Pencuri Prangko Oscar
Oleh: Maria Theresia Lahur
Oscar kebingungan. Ia membolak-balik
kedua album prangkonya. Ditelitinya satu
demi satu prangkonya. "Hmm, mungkin
prangko itu terselip," katanya dalam hati.
Tapi, beberapa menit kemudian
wajahnya tampak kecewa.
Nampaknya prangko itu benar-benar
hilang. Prangko itu dari negeri Belanda,
harganya satu gulden. Di prangko itu ada
gambar deretan kincir angin di tengah
taman yang dipenuhi bunga tulip beraneka
warna. Oscar mendapat prangko itu dari
surat kiriman Paman Kemal, adik ayah
yang tinggal di Belanda. Oscar benar-benar
merasa sedih.
Bagaimana mungkin prangko itu bisa
hilang? Batin Oscar. Apakah salah satu
dari ketiga temannya telah mencuri
prangko itu? Ah, Oscar merasa bersalah
telah menuduh mereka.
Tadi siang di sekolah, Oscar, Ranu,
Doni, dan Bobi sepakat untuk tukarmenukar
prangko koleksi mereka.
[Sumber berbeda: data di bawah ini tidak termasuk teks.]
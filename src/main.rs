use std::io::{self, Write};
use std::path::{Path, PathBuf};
use std::sync::{Arc, Mutex};
use std::time::Duration;

use anyhow::{Context, bail};
use clap::{Parser, Subcommand};
use tokio::io::{AsyncBufReadExt, BufReader};
use tracing::info;
use tracing_subscriber::EnvFilter;

use codepad::banner::{BannerInfo, print_banner, print_session_summary};
use codepad::client::ExecutionClient;
use codepad::client::http::HttpTransport;
use codepad::commands::{CommandContext, CommandRegistry, CommandResult};
use codepad::consts::{
    DEFAULT_API_KEY, DEFAULT_ENDPOINT, DEFAULT_TIMEOUT_SECS, MAX_TEST_CASES, default_db_path,
};
use codepad::events::EventBus;
use codepad::input::{LineSource, SharedInput};
use codepad::languages;
use codepad::layout::{Layout, Viewport};
use codepad::report::print_results;
use codepad::session::{RunStatus, Session};
use codepad::settings::Settings;
use codepad::store::KvStore;
use codepad::store::sqlite::SqliteStore;
use codepad::{files, spinner::Spinner};

#[derive(Parser)]
#[command(
    name = "codepad",
    version,
    about = "Write code here, run it on a remote execution service."
)]
struct Cli {
    #[command(subcommand)]
    command: Option<Command>,

    /// Execution service URL
    #[arg(long, env = "CODEPAD_API_URL", default_value = DEFAULT_ENDPOINT)]
    endpoint: String,

    /// Shared key sent with every request
    #[arg(long, env = "CODEPAD_API_KEY", default_value = DEFAULT_API_KEY, hide_env_values = true)]
    key: String,

    /// Request timeout in seconds
    #[arg(short, long, default_value_t = DEFAULT_TIMEOUT_SECS)]
    timeout: u64,

    /// SQLite database for session state (use :memory: for ephemeral)
    #[arg(short, long)]
    db: Option<String>,
}

#[derive(Subcommand)]
enum Command {
    /// Run a file once and print the results
    Run {
        /// Source file
        file: PathBuf,

        /// Language id (defaults to a guess from the file extension)
        #[arg(short, long)]
        lang: Option<String>,

        /// Test-case input; repeat for more cases
        #[arg(short, long = "input")]
        inputs: Vec<String>,
    },
}

#[tokio::main]
async fn main() -> anyhow::Result<()> {
    tracing_subscriber::fmt()
        .with_env_filter(
            EnvFilter::try_from_default_env().unwrap_or_else(|_| EnvFilter::new("warn")),
        )
        .with_writer(io::stderr)
        .with_target(false)
        .init();

    let cli = Cli::parse();
    let settings = Settings {
        endpoint: cli.endpoint,
        api_key: cli.key,
        timeout: Duration::from_secs(cli.timeout),
        db_path: cli
            .db
            .unwrap_or_else(|| default_db_path().to_string_lossy().into_owned()),
    };
    settings.warn_if_insecure();
    info!(?settings, "starting");

    match cli.command {
        Some(Command::Run { file, lang, inputs }) => {
            run_once(&settings, &file, lang, inputs).await
        }
        None => repl(&settings).await,
    }
}

fn build_client(settings: &Settings) -> anyhow::Result<ExecutionClient> {
    let transport = HttpTransport::new(&settings.endpoint, settings.timeout)
        .context("failed to build HTTP client")?;
    Ok(ExecutionClient::new(Box::new(transport), settings.api_key.clone()))
}

fn open_store(settings: &Settings) -> anyhow::Result<Arc<dyn KvStore>> {
    if !settings.is_ephemeral()
        && let Some(parent) = Path::new(&settings.db_path).parent()
    {
        std::fs::create_dir_all(parent)
            .with_context(|| format!("failed to create {}", parent.display()))?;
    }
    Ok(Arc::new(SqliteStore::open(&settings.db_path)?))
}

/// Non-interactive mode: one file, one run, then exit.
/// Uses an ephemeral store so the REPL's saved state is left alone.
async fn run_once(
    settings: &Settings,
    file: &Path,
    lang: Option<String>,
    inputs: Vec<String>,
) -> anyhow::Result<()> {
    if inputs.len() > MAX_TEST_CASES {
        bail!("at most {MAX_TEST_CASES} inputs are allowed");
    }

    let store: Arc<dyn KvStore> = Arc::new(SqliteStore::in_memory()?);
    let session = Session::new(build_client(settings)?, store);

    let lang_id = match lang {
        Some(id) => id,
        None => file
            .extension()
            .and_then(|ext| ext.to_str())
            .and_then(languages::from_extension)
            .map(|l| l.id.to_string())
            .with_context(|| {
                format!("cannot tell the language of {}; pass --lang", file.display())
            })?,
    };
    session.select_language(&lang_id)?;
    files::load_into(&session, file).await?;

    for (i, input) in inputs.into_iter().enumerate() {
        if i > 0 {
            session.add_test_case();
        }
        session.set_test_case(i, input);
    }

    let spinner = Spinner::start(&format!("running {}", session.language().label));
    let status = session.run().await;
    spinner.stop().await;

    match status {
        RunStatus::Completed(outcome) => {
            print_results(&session.results());
            if !outcome.is_success() {
                bail!("run failed");
            }
            Ok(())
        }
        RunStatus::EmptySource => bail!("{} is empty", file.display()),
        RunStatus::AlreadyRunning => bail!("a run is already in progress"),
    }
}

async fn repl(settings: &Settings) -> anyhow::Result<()> {
    let store = open_store(settings)?;
    let session = Arc::new(Session::new(build_client(settings)?, store));
    let layout = Mutex::new(Layout::new());
    let bus = EventBus::default();
    let registry = CommandRegistry::new();
    let viewport = terminal_viewport();

    let store_label = if settings.is_ephemeral() {
        "ephemeral"
    } else {
        settings.db_path.as_str()
    };
    let layout_label = {
        let layout = layout.lock().unwrap();
        format!(
            "editor {} | output {}",
            layout.editor.extent(),
            layout.output.extent()
        )
    };
    print_banner(&BannerInfo {
        endpoint: &settings.endpoint,
        language: session.language().label,
        test_cases: session.test_cases().len(),
        layout: &layout_label,
        store: store_label,
    });

    // Async stdin so Ctrl+C is caught at the prompt too. Commands that read
    // more lines (/edit) take the same reader from the context.
    let stdin: Box<dyn LineSource> = Box::new(BufReader::new(tokio::io::stdin()).lines());
    let input = SharedInput::new(stdin);

    let ctx = CommandContext {
        session: &session,
        layout: &layout,
        bus: &bus,
        input: &input,
        viewport,
    };
    let mut runs = 0;

    loop {
        print!("\ncodepad [{}]> ", session.language().id);
        io::stdout().flush()?;

        let line = tokio::select! {
            result = async { input.lock().await.next_line().await } => {
                match result {
                    Ok(Some(line)) => line,
                    Ok(None) => {
                        // Ctrl+D (EOF)
                        println!();
                        break;
                    }
                    Err(e) => {
                        eprintln!("input error: {}", e);
                        break;
                    }
                }
            }
            _ = tokio::signal::ctrl_c() => {
                println!();
                break;
            }
        };

        let command = line.trim();
        if command.is_empty() {
            continue;
        }

        // /run and /edit handle Ctrl+C themselves
        match registry.dispatch(command, &ctx).await {
            CommandResult::Quit => break,
            CommandResult::Ran(RunStatus::Completed(_)) => runs += 1,
            CommandResult::NotACommand => {
                println!("not a command; type /help (use /edit to change the source)");
            }
            CommandResult::Ran(_) | CommandResult::Handled => {}
        }
    }

    print_session_summary(runs);
    Ok(())
}

/// Terminal size from `COLUMNS`/`LINES`, or 120x40.
fn terminal_viewport() -> Viewport {
    let dim = |var: &str, fallback: f64| {
        std::env::var(var)
            .ok()
            .and_then(|v| v.parse::<f64>().ok())
            .filter(|v| *v > 0.0)
            .unwrap_or(fallback)
    };
    Viewport::new(dim("COLUMNS", 120.0), dim("LINES", 40.0))
}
Mereka
sama-sama mempunyai hobi mengoleksi
prangko.
Keesokan harinya, Oscar menceritakan
tentang prangkonya yang hilang kepada
ketiga temannya.
"Aku punya prangko seperti itu. Tanteku
yang tinggal di Amsterdam mengirimiku,"
kata Bobi.
"Ehm ... aku juga punya, tapi aku
membelinya di penjual prangko bekas di
depan kantor pos lama seberang Pasar
Baru," Ranu menimpali.
Oscar tambah menyesal, mengapa ia
tidak teliti dalam mengurus prangkonya.
Sepulang sekolah, Doni menghampirinya.
"Sebenarnya aku ingat, yang punya
prangko itu hanya dua orang. Tapi aku
lupa, di album siapa saja kulihat prangko
itu. Sayang sekali, salah satu dari teman
kita telah mencurinya darimu," kata Doni.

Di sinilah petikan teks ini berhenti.